Army Court of Criminal Appeals

1/19/2023

 
The en banc published opinion in United States v. Strong, 5-4, deals with digital media and when it is being seized or is seized when chargin a violation of UCMJ art. 131e. CAAF, here we come? The “requirements” in U.S.C.A.A.F. Rule 21(b)(5)(A), (D) seem to be satisfied and the uniqueness of the charge and facts, seem grant-worthy. Read on.

Appellant was convicted of negligent homicide and preventing the authorized seizure of digital evidence, for which the sentence was three years, RiR, and a BCD.

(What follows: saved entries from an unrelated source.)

//! Purge entry points shared by every request handler.

use std::sync::Arc;

use super::accumulator::PurgeAccumulator;
use super::builder::HeaderBuilder;
use super::bulk::{self, Notice, PurgeListForm};
use super::deployment::Deployment;
use super::hooks::HookRegistry;
use super::request::RequestContext;
use super::resolver::TagResolver;
use crate::config::{AppConfig, ConfigError};
use crate::content::{ContentSource, CrawlerControl, TenantDirectory};
use crate::tag::{SiteOrigin, TagSet};
use crate::Error;

/// Read-only purge engine for one tenant.
///
/// Built once from configuration and shared behind an `Arc`; each request
/// brings its own [`PurgeAccumulator`] and [`RequestContext`].
#[derive(Debug, Clone)]
pub struct PurgeService {
    resolver: TagResolver,
    builder: HeaderBuilder,
    deployment: Deployment,
    hooks: Arc<HookRegistry>,
    origin: SiteOrigin,
    feed_ttl: u64,
}

impl PurgeService {
    /// # Errors
    ///
    /// Returns `ConfigError::Invalid` if the configured site URL has no usable origin.
    pub fn new(
        config: &AppConfig, tenants: Arc<dyn TenantDirectory>, hooks: HookRegistry,
        crawler: Option<Arc<dyn CrawlerControl>>,
    ) -> Result<Self, ConfigError> {
        let origin = config.site_origin()?;
        let hooks = Arc::new(hooks);
        Ok(Self {
            resolver: TagResolver::from_config(config, origin.clone()),
            builder: HeaderBuilder::from_config(config, origin.clone(), Arc::clone(&hooks), tenants),
            deployment: Deployment::from_config(config, crawler),
            hooks,
            origin,
            feed_ttl: config.feed_ttl,
        })
    }

    pub fn resolver(&self) -> &TagResolver {
        &self.resolver
    }

    pub fn builder(&self) -> &HeaderBuilder {
        &self.builder
    }

    pub fn deployment(&self) -> &Deployment {
        &self.deployment
    }

    pub fn origin(&self) -> &SiteOrigin {
        &self.origin
    }

    pub fn feed_ttl(&self) -> u64 {
        self.feed_ttl
    }

    /// Queue the purge for a changed post.
    ///
    /// Posts whose status cannot affect cached pages are ignored and `None`
    /// is returned. Otherwise the resolved tags are queued and the response
    /// is marked stale. A wildcard turns into a purge-all, and post-purge
    /// hooks only run when it does not.
    ///
    /// # Errors
    ///
    /// Returns `Error::NotFound` if the post does not exist.
    pub fn purge_post(
        &self, acc: &mut PurgeAccumulator, request: &mut RequestContext, source: &dyn ContentSource, post_id: u64,
    ) -> Result<Option<TagSet>, Error> {
        let post = source.post(post_id).ok_or_else(|| Error::NotFound(format!("post {post_id}")))?;
        if !post.status.triggers_purge() {
            tracing::debug!(post_id, status = %post.status, "post status does not trigger a purge");
            return Ok(None);
        }

        let tags = self.resolver.resolve_for_post(source, post_id)?;
        if tags.contains_wildcard() {
            acc.purge_all(&self.deployment);
        } else {
            self.hooks.post_purge_into(acc, post_id);
            acc.add_public(tags.iter().cloned());
        }
        request.control.set_stale();

        tracing::info!(post_id, tags = tags.len(), "queued post purge");
        Ok(Some(tags))
    }

    /// Queue the tags of a bulk purge list and return its notices.
    ///
    /// # Errors
    ///
    /// See [`bulk::purge_list`].
    pub fn purge_list(
        &self, acc: &mut PurgeAccumulator, source: &dyn ContentSource, form: &PurgeListForm,
    ) -> Result<Vec<Notice>, Error> {
        let outcome = bulk::purge_list(source, &self.origin, form)?;
        acc.add_public(outcome.tags);
        Ok(outcome.notices)
    }

    /// Finalize the accumulator and produce the purge header value.
    pub fn output(&self, acc: &mut PurgeAccumulator, request: &mut RequestContext) -> String {
        self.builder.finalize_and_serialize(acc, request)
    }
}

#[cfg(test)]
mod tests {
    use std::sync::atomic::{AtomicUsize, Ordering};

    use chrono::NaiveDate;

    use super::*;
    use crate::content::{Post, PostStatus, SiteIndex};
    use crate::policy::{PurgeCategory, PurgePolicy};
    use crate::purge::hooks::{HookError, HookTags, PurgeHook};
    use crate::tag::Tag;

    fn site() -> Arc<SiteIndex> {
        let mut index = SiteIndex::new();
        let published_at = NaiveDate::from_ymd_opt(2024, 3, 4).unwrap().and_hms_opt(12, 0, 0).unwrap();
        for (id, status) in [(5, PostStatus::Publish), (6, PostStatus::Pending)] {
            index.insert_post(Post { id, status, post_type: "page".into(), author_id: 2, published_at }, None);
        }
        index.add_tenant(1);
        Arc::new(index)
    }

    fn service(config: &AppConfig, hooks: HookRegistry) -> PurgeService {
        PurgeService::new(config, site(), hooks, None).unwrap()
    }

    fn config(categories: &[PurgeCategory]) -> AppConfig {
        AppConfig { purge_by_post: PurgePolicy::new(categories.iter().copied()), ..Default::default() }
    }

    struct Related;

    impl PurgeHook for Related {
        fn name(&self) -> &str {
            "related"
        }

        fn on_post_purge(&self, post_id: u64) -> Result<HookTags, HookError> {
            Ok(HookTags::public([Tag::from(format!("shop:{post_id}"))]))
        }
    }

    #[test]
    fn test_purge_post_marks_stale() {
        let index = site();
        let service = service(&config(&[PurgeCategory::Author]), HookRegistry::new());
        let mut acc = PurgeAccumulator::new();
        let mut request = RequestContext::new("/wp-admin/post.php");

        let tags = service.purge_post(&mut acc, &mut request, index.as_ref(), 5).unwrap().unwrap();
        assert_eq!(tags.as_slice(), &[Tag::post(5), Tag::author(2)]);
        assert_eq!(service.output(&mut acc, &mut request), "public,stale,tag=lsc1_post:5,lsc1_author:2");
    }

    #[test]
    fn test_purge_post_ignores_pending() {
        let index = site();
        let service = service(&AppConfig::default(), HookRegistry::new());
        let mut acc = PurgeAccumulator::new();
        let mut request = RequestContext::new("/");

        assert!(service.purge_post(&mut acc, &mut request, index.as_ref(), 6).unwrap().is_none());
        assert!(acc.is_empty());
        assert!(!request.control.is_stale());
    }

    #[test]
    fn test_purge_post_missing() {
        let index = site();
        let service = service(&AppConfig::default(), HookRegistry::new());
        let err = service
            .purge_post(&mut PurgeAccumulator::new(), &mut RequestContext::new("/"), index.as_ref(), 404)
            .unwrap_err();
        assert!(matches!(err, Error::NotFound(_)));
    }

    #[test]
    fn test_purge_post_wildcard_becomes_purge_all() {
        let index = site();
        let service = service(&config(&[PurgeCategory::AllPages]), HookRegistry::new());
        let mut acc = PurgeAccumulator::new();
        let mut request = RequestContext::new("/");

        service.purge_post(&mut acc, &mut request, index.as_ref(), 5).unwrap();
        assert_eq!(acc.private_tags(), &[Tag::wildcard()]);
        assert_eq!(service.output(&mut acc, &mut request), "public,stale,tag=lsc1_;private,*");
    }

    #[test]
    fn test_post_purge_hooks_contribute() {
        let index = site();
        let mut hooks = HookRegistry::new();
        hooks.register(Arc::new(Related));
        let service = service(&config(&[]), hooks);
        let mut acc = PurgeAccumulator::new();
        let mut request = RequestContext::new("/");

        service.purge_post(&mut acc, &mut request, index.as_ref(), 5).unwrap();
        assert_eq!(acc.public_tags(), &[Tag::from("shop:5"), Tag::post(5)]);
    }

    #[test]
    fn test_post_purge_hooks_skipped_for_purge_all() {
        let index = site();
        let mut hooks = HookRegistry::new();
        hooks.register(Arc::new(Related));
        let service = service(&config(&[PurgeCategory::AllPages]), hooks);
        let mut acc = PurgeAccumulator::new();
        let mut request = RequestContext::new("/");

        service.purge_post(&mut acc, &mut request, index.as_ref(), 5).unwrap();
        assert_eq!(acc.public_tags(), &[Tag::wildcard()]);
    }

    #[derive(Default)]
    struct CountingCrawler(AtomicUsize);

    impl CrawlerControl for CountingCrawler {
        fn reset_position(&self) {
            self.0.fetch_add(1, Ordering::SeqCst);
        }
    }

    #[test]
    fn test_purge_all_resets_active_crawler() {
        let index = site();
        let crawler = Arc::new(CountingCrawler::default());
        let config = AppConfig {
            crawler_cron_active: true,
            purge_by_post: PurgePolicy::new([PurgeCategory::AllPages]),
            ..Default::default()
        };
        let service = PurgeService::new(&config, index.clone(), HookRegistry::new(), Some(crawler.clone())).unwrap();

        PurgeAccumulator::new().purge_all(service.deployment());
        assert_eq!(crawler.0.load(Ordering::SeqCst), 1);

        service
            .purge_post(&mut PurgeAccumulator::new(), &mut RequestContext::new("/"), index.as_ref(), 5)
            .unwrap();
        assert_eq!(crawler.0.load(Ordering::SeqCst), 2);
    }

    #[test]
    fn test_crawler_untouched_without_cron() {
        let crawler = Arc::new(CountingCrawler::default());
        let service = PurgeService::new(&AppConfig::default(), site(), HookRegistry::new(), Some(crawler.clone())).unwrap();
        PurgeAccumulator::new().purge_all(service.deployment());
        assert_eq!(crawler.0.load(Ordering::SeqCst), 0);
    }

    #[test]
    fn test_purge_list_queues_tags() {
        let index = site();
        let service = service(&AppConfig::default(), HookRegistry::new());
        let mut acc = PurgeAccumulator::new();
        let form = PurgeListForm { select: Some("post_id".into()), list: Some("5,6".into()) };

        let notices = service.purge_list(&mut acc, index.as_ref(), &form).unwrap();
        assert_eq!(notices.len(), 2);
        assert_eq!(acc.public_tags(), &[Tag::post(5)]);
    }

    #[test]
    fn test_invalid_site_url_rejected() {
        let config = AppConfig { site_url: "not a url".into(), ..Default::default() };
        assert!(PurgeService::new(&config, site(), HookRegistry::new(), None).is_err());
    }
}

Army CID executed a search authorization for Appellant's iPhone. Having physical possession, the agent tried to set the phone to airplane mode but couldn't make that happen. The agent then put the phone in a Faraday bag. Oh no! The manufacturer had mislabelled the bag and electronic signals could get through to the phone. This error allowed the Appellant to remotely factory reset the phone, destroyng the data sometime after CID had physical possession but before they made the DFE copy. CID figured out it was Appellant who had done the reset by DFE'ing other electronic devices.
by definition, any action to "prevent" a seizure of property must occur before the seizure of the property. As such, the statutory phrase, "are seizing, are about to seize, or are endeavoring to seize" contemplates the destruction, removal, or disposal of the targeted property either before the seizure or while the seizure is ongoing. As appellant observes, it is not designed to cover conduct occurring after the property is seized. 
Finding the statute and MCM unhelpful the court found a different but analogous case.
However, in a different factual context, the Court of Appeals for the Armed Forces (CAAF) held that property is seized when there is "meaningful interference with an individual's possessory interest in that property." United States v. Hahn, 44 M.J. 360, 362 (C.A.A.F. 1996) (citing United States v. Jacobsen, 466 U.S. 109, 113 (1984)).
. . . 
Based upon the foregoing, we find that the routine efforts of law enforcement to protect digital media on a seized physical device are part and parcel of the seizure of digital media. Under this analysis, a seizure is ongoing while those authorized to seize the property execute the protocols necessary to isolate and preserve the digital media. For purposes of Art. 131 e, UCMJ, we further find that digital media is "seized," and beyond the reach of the statute, when the device containing it is secure from passive or active manipulation, even if that does not occur until the targeted data is copied or otherwise transferred from the seized device at some other location. 
The court recognizes it is dealing with "evolving technology and the ethereal nature of digital evidence." It seems that a completed seizure of digital evidence requires the agents to have (1) completely prevented any remote access, or (2) made the DFE copy. The digits being the evidence the phone merely being the briefcase. The bright line is not when the agents have physical possession of the container which Appellant had argued, but physical possession of the digital media.

*Note to JSC, the court cites 18 U.S.C. § 2232(a) as the corollary federal statute and implies the facts here would not have presented a challenge under the elements of that statute.